EXTRACTED DATA =

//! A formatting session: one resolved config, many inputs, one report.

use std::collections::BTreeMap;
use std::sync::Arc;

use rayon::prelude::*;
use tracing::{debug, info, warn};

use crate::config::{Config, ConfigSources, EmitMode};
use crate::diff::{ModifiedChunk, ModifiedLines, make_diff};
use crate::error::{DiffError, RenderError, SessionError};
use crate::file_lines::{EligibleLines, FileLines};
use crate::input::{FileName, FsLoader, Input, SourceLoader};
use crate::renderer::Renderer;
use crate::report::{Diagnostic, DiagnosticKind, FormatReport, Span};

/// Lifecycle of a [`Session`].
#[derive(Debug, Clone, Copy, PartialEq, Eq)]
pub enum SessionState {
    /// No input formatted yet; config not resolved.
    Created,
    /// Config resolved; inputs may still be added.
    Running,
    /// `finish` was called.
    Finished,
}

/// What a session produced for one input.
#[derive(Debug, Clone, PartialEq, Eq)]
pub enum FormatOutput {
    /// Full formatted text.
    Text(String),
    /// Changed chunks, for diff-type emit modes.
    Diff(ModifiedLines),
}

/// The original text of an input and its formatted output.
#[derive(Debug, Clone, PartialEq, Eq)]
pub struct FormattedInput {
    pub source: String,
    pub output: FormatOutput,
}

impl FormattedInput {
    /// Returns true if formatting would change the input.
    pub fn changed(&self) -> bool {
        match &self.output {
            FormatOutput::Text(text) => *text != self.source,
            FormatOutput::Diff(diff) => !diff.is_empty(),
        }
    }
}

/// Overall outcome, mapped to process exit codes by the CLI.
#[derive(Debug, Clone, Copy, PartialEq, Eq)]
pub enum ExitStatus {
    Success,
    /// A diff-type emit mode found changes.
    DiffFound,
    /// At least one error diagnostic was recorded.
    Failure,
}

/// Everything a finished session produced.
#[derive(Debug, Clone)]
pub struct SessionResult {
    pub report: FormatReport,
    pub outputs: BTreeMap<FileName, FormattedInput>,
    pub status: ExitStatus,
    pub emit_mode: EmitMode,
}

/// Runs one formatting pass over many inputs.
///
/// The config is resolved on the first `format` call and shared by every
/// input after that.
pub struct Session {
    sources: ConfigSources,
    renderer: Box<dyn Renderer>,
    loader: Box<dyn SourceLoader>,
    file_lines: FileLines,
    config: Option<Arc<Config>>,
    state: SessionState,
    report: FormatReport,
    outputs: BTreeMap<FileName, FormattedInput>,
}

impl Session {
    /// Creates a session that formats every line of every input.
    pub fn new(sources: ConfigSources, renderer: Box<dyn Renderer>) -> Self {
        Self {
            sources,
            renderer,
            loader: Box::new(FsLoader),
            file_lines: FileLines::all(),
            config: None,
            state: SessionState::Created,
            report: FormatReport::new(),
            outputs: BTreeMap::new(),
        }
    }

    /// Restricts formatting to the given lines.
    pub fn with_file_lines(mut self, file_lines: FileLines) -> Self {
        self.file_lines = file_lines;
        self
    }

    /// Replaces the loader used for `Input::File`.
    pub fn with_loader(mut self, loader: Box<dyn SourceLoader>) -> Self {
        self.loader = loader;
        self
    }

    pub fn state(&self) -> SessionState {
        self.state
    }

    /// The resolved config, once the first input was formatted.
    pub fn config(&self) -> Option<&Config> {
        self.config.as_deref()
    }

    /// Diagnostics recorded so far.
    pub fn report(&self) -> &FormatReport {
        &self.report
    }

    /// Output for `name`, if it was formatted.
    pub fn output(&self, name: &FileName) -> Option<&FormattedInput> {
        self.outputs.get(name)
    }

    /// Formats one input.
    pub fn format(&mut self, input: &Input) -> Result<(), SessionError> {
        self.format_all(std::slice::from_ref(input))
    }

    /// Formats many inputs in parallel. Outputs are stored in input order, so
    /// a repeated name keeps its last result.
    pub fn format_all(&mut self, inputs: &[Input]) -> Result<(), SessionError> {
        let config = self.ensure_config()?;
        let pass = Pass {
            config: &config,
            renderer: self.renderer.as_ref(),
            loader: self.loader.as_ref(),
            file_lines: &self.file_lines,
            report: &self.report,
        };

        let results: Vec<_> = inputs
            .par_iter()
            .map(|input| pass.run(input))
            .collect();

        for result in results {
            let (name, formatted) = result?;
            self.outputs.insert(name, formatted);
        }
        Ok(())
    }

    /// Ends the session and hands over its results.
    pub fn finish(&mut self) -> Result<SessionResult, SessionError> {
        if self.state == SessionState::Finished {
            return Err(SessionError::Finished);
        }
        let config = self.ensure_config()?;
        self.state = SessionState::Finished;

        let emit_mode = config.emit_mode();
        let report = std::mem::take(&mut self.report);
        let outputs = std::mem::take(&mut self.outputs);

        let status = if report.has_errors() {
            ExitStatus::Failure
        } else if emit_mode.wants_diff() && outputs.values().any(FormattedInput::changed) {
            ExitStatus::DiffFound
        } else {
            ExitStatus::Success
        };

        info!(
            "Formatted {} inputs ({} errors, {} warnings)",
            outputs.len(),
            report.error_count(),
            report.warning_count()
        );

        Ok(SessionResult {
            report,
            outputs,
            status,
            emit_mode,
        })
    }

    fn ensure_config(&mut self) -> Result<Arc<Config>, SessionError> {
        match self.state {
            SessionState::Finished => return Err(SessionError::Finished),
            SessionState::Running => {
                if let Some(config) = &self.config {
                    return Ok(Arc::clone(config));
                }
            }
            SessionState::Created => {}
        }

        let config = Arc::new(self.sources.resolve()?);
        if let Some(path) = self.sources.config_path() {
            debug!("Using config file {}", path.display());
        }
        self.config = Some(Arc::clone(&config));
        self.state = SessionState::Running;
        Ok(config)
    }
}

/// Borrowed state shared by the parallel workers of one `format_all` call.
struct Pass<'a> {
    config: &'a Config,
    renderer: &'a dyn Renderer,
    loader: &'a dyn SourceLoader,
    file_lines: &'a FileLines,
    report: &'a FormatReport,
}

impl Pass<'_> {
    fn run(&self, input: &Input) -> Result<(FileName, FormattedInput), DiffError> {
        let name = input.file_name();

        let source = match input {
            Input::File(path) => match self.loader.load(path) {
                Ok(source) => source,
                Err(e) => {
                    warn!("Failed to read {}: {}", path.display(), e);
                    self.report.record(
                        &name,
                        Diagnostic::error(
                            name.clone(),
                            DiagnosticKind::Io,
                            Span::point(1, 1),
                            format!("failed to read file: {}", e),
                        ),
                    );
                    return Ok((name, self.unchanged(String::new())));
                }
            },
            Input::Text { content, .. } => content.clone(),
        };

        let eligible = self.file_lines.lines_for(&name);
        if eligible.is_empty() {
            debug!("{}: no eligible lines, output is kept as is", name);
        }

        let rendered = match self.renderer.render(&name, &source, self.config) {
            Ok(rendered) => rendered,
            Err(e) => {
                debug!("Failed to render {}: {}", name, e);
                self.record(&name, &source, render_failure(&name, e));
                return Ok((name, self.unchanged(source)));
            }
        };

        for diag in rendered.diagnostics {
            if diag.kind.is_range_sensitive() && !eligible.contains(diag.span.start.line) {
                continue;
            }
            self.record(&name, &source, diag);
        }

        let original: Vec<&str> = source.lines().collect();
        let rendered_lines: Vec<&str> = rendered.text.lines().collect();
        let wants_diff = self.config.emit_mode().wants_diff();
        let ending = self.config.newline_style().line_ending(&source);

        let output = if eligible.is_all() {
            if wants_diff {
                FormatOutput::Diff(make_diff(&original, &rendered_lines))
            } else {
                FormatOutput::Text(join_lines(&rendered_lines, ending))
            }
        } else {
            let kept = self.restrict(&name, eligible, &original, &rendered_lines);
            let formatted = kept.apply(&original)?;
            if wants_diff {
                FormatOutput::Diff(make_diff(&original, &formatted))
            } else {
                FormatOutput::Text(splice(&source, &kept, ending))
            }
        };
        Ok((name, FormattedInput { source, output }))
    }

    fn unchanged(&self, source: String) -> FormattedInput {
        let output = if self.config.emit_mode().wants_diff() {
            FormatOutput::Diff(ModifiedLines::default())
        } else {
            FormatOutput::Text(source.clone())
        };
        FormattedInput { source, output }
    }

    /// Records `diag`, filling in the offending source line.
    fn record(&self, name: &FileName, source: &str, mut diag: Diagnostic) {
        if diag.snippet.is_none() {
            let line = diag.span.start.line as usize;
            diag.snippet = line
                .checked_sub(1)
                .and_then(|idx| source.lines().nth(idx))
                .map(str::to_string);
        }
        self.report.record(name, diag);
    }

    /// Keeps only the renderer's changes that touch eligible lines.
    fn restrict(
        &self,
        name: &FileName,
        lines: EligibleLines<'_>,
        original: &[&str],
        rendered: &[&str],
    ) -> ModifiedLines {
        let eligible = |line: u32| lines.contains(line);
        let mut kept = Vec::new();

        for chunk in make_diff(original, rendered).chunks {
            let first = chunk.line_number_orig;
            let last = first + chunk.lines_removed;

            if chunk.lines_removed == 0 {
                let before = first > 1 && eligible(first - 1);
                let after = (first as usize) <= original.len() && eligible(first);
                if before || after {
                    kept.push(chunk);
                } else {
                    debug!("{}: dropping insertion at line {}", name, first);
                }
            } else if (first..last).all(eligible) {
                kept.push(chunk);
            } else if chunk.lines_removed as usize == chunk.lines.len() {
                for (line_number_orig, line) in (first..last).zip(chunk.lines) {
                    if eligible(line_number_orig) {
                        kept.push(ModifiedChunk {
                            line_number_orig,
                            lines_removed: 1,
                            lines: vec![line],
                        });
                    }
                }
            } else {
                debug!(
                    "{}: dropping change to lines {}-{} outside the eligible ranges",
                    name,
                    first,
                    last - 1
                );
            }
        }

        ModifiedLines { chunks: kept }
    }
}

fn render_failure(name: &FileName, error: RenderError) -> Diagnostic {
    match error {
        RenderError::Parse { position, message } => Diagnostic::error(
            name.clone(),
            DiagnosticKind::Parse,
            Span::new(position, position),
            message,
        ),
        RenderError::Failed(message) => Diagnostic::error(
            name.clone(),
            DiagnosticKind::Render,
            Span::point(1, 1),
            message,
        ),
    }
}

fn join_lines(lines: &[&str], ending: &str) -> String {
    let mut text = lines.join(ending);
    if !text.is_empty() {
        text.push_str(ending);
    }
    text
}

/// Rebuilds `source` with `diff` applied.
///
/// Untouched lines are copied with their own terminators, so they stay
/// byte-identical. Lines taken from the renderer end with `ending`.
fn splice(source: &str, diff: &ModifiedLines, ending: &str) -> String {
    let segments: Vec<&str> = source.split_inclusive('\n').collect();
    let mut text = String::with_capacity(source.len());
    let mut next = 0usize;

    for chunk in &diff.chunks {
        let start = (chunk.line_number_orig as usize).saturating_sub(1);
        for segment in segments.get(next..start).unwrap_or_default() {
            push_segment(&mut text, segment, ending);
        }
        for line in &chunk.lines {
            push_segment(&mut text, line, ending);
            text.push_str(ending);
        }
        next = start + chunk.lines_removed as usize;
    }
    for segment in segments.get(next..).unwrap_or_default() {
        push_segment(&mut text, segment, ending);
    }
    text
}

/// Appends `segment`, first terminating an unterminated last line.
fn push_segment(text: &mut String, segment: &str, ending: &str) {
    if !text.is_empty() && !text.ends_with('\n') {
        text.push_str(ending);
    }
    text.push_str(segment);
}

EXERCISE PROMPT = Looking back over the data above, restate word for word the lines that begin at the line with "for diag in" and end at the line with "let original: Vec<&str>", inclusive.

SOLVED EXERCISE =
        for diag in rendered.diagnostics {
            if diag.kind.is_range_sensitive() && !eligible.contains(diag.span.start.line) {
                continue;
            }
            self.record(&name, &source, diag);
        }

        let original: Vec<&str> = source.lines().collect();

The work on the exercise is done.